### [Requirement]
Return, word for word, the lines of the listing below from the one with "use tracing::info;" through the one with "pub async fn in_memory()", and no other lines.

═════ Given data ═════

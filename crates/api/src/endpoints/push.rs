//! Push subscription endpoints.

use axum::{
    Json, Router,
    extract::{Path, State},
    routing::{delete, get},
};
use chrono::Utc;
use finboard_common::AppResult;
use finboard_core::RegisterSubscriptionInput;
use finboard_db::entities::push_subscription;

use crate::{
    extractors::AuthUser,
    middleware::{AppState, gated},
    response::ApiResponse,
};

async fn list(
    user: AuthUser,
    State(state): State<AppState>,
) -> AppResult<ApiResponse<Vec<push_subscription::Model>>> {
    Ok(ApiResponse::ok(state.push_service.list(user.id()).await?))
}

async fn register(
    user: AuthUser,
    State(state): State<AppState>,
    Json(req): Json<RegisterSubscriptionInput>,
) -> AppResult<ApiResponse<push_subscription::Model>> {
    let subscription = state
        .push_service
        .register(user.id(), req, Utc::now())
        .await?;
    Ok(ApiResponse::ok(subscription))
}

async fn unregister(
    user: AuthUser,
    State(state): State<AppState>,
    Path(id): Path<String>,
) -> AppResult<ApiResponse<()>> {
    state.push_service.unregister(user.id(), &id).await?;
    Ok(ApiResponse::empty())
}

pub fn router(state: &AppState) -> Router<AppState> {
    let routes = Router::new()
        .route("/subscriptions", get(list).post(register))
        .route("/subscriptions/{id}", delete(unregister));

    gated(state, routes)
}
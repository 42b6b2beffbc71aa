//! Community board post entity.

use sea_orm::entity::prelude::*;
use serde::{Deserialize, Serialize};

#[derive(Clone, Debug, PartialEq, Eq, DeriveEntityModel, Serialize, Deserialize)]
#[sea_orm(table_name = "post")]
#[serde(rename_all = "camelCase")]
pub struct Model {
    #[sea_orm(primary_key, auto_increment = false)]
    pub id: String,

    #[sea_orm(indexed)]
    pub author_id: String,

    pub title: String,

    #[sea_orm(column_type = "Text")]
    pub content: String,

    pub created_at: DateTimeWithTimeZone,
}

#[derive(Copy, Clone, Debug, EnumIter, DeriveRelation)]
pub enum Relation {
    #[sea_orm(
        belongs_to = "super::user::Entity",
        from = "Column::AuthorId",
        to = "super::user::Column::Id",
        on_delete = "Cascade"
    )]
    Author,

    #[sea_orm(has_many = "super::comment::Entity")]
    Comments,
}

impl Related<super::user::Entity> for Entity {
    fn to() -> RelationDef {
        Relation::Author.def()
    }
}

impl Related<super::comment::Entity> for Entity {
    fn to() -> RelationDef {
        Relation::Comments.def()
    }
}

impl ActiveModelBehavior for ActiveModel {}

═════
═════ Given data ═════

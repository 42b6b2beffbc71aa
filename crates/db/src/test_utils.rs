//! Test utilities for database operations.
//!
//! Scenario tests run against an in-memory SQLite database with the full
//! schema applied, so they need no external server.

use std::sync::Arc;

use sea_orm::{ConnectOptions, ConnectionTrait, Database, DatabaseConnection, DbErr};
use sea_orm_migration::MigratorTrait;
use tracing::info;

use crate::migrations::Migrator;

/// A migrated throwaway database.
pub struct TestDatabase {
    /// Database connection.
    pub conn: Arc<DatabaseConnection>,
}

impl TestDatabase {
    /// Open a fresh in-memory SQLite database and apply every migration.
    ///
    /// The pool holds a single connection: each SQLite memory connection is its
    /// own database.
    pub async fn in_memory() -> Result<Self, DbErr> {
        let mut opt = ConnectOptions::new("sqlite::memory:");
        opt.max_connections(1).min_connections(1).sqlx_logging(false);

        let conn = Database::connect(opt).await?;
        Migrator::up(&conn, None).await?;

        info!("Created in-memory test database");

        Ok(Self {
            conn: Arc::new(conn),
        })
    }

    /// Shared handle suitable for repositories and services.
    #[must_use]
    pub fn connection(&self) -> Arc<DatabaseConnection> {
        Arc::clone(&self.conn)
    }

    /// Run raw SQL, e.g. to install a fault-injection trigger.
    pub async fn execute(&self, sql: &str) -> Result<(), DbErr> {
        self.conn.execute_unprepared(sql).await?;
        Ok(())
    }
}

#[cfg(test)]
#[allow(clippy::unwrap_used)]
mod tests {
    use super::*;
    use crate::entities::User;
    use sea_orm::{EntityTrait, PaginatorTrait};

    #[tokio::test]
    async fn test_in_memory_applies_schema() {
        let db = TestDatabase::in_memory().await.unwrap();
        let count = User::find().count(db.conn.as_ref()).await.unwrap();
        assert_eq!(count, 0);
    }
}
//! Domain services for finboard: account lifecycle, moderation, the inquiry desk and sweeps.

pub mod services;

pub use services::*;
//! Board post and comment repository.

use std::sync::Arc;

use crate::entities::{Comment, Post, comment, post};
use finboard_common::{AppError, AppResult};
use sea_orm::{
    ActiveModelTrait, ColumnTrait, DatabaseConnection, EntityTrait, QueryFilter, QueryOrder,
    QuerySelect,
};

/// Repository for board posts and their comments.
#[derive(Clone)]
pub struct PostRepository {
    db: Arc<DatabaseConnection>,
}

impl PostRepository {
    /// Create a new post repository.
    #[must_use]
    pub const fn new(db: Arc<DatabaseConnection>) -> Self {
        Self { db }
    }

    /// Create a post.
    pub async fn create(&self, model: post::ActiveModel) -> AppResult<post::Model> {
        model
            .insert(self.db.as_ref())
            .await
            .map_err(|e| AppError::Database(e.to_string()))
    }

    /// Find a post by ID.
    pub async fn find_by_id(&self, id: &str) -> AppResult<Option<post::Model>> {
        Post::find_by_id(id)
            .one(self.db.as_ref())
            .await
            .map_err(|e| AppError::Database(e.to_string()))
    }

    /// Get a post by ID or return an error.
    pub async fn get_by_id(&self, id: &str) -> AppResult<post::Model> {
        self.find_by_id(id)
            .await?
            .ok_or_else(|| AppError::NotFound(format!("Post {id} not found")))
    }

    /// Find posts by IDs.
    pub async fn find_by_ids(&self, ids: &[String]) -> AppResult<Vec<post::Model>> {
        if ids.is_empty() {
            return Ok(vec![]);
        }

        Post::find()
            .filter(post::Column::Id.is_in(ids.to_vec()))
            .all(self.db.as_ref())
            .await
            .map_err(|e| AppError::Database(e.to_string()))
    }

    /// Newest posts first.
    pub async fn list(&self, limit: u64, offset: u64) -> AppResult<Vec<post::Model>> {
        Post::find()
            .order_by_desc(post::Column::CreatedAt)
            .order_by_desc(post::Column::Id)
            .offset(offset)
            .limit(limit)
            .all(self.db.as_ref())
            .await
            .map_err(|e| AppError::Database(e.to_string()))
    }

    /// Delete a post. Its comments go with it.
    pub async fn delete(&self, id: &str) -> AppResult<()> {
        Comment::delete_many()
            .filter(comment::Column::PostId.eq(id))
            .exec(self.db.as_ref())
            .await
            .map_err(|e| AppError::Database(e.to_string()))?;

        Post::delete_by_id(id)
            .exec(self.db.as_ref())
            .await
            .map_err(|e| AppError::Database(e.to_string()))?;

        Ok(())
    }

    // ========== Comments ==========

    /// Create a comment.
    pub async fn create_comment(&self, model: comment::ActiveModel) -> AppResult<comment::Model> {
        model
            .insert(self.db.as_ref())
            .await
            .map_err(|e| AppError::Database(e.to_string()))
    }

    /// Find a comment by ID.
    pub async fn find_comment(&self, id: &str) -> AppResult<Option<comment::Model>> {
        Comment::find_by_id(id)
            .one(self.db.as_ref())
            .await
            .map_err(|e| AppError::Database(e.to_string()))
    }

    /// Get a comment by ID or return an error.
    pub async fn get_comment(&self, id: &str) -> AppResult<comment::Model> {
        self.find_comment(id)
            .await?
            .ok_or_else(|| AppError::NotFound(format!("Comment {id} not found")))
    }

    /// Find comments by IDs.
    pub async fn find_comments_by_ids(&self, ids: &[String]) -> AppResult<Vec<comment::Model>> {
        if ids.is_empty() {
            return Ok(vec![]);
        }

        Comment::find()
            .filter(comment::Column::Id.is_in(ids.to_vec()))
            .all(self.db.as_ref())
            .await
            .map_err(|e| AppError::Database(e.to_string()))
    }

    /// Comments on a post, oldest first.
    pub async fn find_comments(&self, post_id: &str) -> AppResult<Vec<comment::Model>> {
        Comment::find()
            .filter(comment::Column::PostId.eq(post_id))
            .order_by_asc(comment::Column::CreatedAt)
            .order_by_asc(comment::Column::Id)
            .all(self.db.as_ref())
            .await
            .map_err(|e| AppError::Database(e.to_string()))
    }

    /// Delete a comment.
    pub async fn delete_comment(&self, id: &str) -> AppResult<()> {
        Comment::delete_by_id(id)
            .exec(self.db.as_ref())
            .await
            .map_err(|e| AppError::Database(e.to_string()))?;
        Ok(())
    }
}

═════

### [Answer below]
use tracing::info;

use crate::migrations::Migrator;

/// A migrated throwaway database.
pub struct TestDatabase {
    /// Database connection.
    pub conn: Arc<DatabaseConnection>,
}

impl TestDatabase {
    /// Open a fresh in-memory SQLite database and apply every migration.
    ///
    /// The pool holds a single connection: each SQLite memory connection is its
    /// own database.
    pub async fn in_memory() -> Result<Self, DbErr> {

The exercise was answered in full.